- Diprospan é uma suspensão injetável que contém dipropionato de betametasona e fosfato dissódico de betametasona, com apresentação de 5 mg/mL + 2 mg/mL, produzida pela Mantecorp.
- Vias de administração: intramuscular, intra-articular, periarticular, intrabúrsica, intradérmica, intra-lesional e em tecidos moles; não deve ser administrado por via intravenosa ou subcutânea.
- Indicações: tratamento de doenças agudas e crônicas que respondem a corticosteroides, incluindo alterações osteomusculares, condições alérgicas, dermatológicas, doenças do colágeno e uso paliativo em algumas neoplasias; não substitui terapias convencionais.
- Contraindicações e precauções: contraindicado para menores de 15 anos, pessoas com alergia aos componentes ou infecções fúngicas sistêmicas; deve ser aplicado por profissional de saúde com técnica asséptica; pode causar efeitos sistêmicos e locais, exigindo monitoramento.
- Armazenamento e uso: conservar entre 15 e 30°C, protegido da luz; manter o conteúdo dentro da embalagem até o uso; o conjunto HYPAK é descartável e não reutilizável após aberto.

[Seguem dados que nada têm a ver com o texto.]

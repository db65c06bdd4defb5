// Mapper to convert domain models to JSON view models
use crate::domain::dashboard::{CellStatus, ChartSnapshot, Dashboard, WindowSelection};
use crate::domain::model_config::{ModelConfig, ValidationReport};
use crate::domain::range::RangeSelector;
use crate::domain::telemetry::Dataset;
use chrono::NaiveDate;
use serde::Serialize;

#[derive(Debug, Serialize)]
pub struct DashboardView {
    pub window: WindowView,
    pub charts: Vec<ChartView>,
}

#[derive(Debug, Serialize)]
#[serde(tag = "mode", rename_all = "snake_case")]
pub enum WindowView {
    Fixed { hours: u32 },
    CustomPending,
    Custom { start: NaiveDate, end: NaiveDate },
}

#[derive(Debug, Serialize)]
pub struct ChartView {
    pub sensor: &'static str,
    pub title: &'static str,
    pub unit: &'static str,
    pub status: &'static str,
    pub awaiting_custom_range: bool,
    pub range: RangeSelector,
    pub labels: Vec<String>,
    pub datasets: Vec<DatasetView>,
    pub error: Option<String>,
    pub prediction_enabled: bool,
    pub prediction_error: Option<String>,
    pub model_config: ModelConfig,
}

#[derive(Debug, Serialize)]
pub struct DatasetView {
    pub name: String,
    pub color: String,
    pub values: Vec<Option<f64>>,
    pub point_radius: Vec<u8>,
}

#[derive(Debug, Serialize)]
pub struct ConfigView {
    pub config: ModelConfig,
    pub validation: ValidationReport,
    #[serde(skip_serializing_if = "Option::is_none")]
    pub notice: Option<String>,
}

pub fn dashboard_to_json(dashboard: Dashboard) -> DashboardView {
    DashboardView {
        window: window_to_json(dashboard.window),
        charts: dashboard.charts.into_iter().map(chart_to_json).collect(),
    }
}

fn window_to_json(window: WindowSelection) -> WindowView {
    match window {
        WindowSelection::Fixed { hours } => WindowView::Fixed { hours },
        WindowSelection::CustomPending => WindowView::CustomPending,
        WindowSelection::Custom { start, end } => WindowView::Custom { start, end },
    }
}

fn status_name(status: CellStatus) -> &'static str {
    match status {
        CellStatus::Idle => "idle",
        CellStatus::Loading => "loading",
        CellStatus::Ready => "ready",
        CellStatus::Error => "error",
    }
}

pub fn chart_to_json(snapshot: ChartSnapshot) -> ChartView {
    let chart = snapshot.chart;
    let mut datasets = vec![dataset_to_json(chart.historical)];
    datasets.extend(chart.prediction.map(dataset_to_json));

    ChartView {
        sensor: snapshot.sensor.ui_id(),
        title: snapshot.sensor.title(),
        unit: snapshot.sensor.unit(),
        status: status_name(snapshot.status),
        awaiting_custom_range: snapshot.awaiting_custom_range,
        range: snapshot.range,
        labels: chart.labels,
        datasets,
        error: snapshot.error,
        prediction_enabled: snapshot.prediction_enabled,
        prediction_error: snapshot.prediction_error,
        model_config: snapshot.model_config,
    }
}

fn dataset_to_json(dataset: Dataset) -> DatasetView {
    DatasetView {
        name: dataset.name,
        color: dataset.color,
        values: dataset.values,
        point_radius: dataset.point_radius,
    }
}

pub fn config_to_json(config: ModelConfig, notice: Option<String>) -> ConfigView {
    ConfigView {
        config,
        validation: config.validate(),
        notice,
    }
}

Diprospan é apresentado como uma suspensão injetável destinada a uso médico em diversas vias de administração, incluindo intramuscular, intra-articular, periarticular, intrabursica, intradérmica, intraesional e em tecidos moles. O medicamento é produzido pela empresa Mantecorp e utiliza dipropionato de betametasona e fosfato dissódico de betametasona como princípios ativos.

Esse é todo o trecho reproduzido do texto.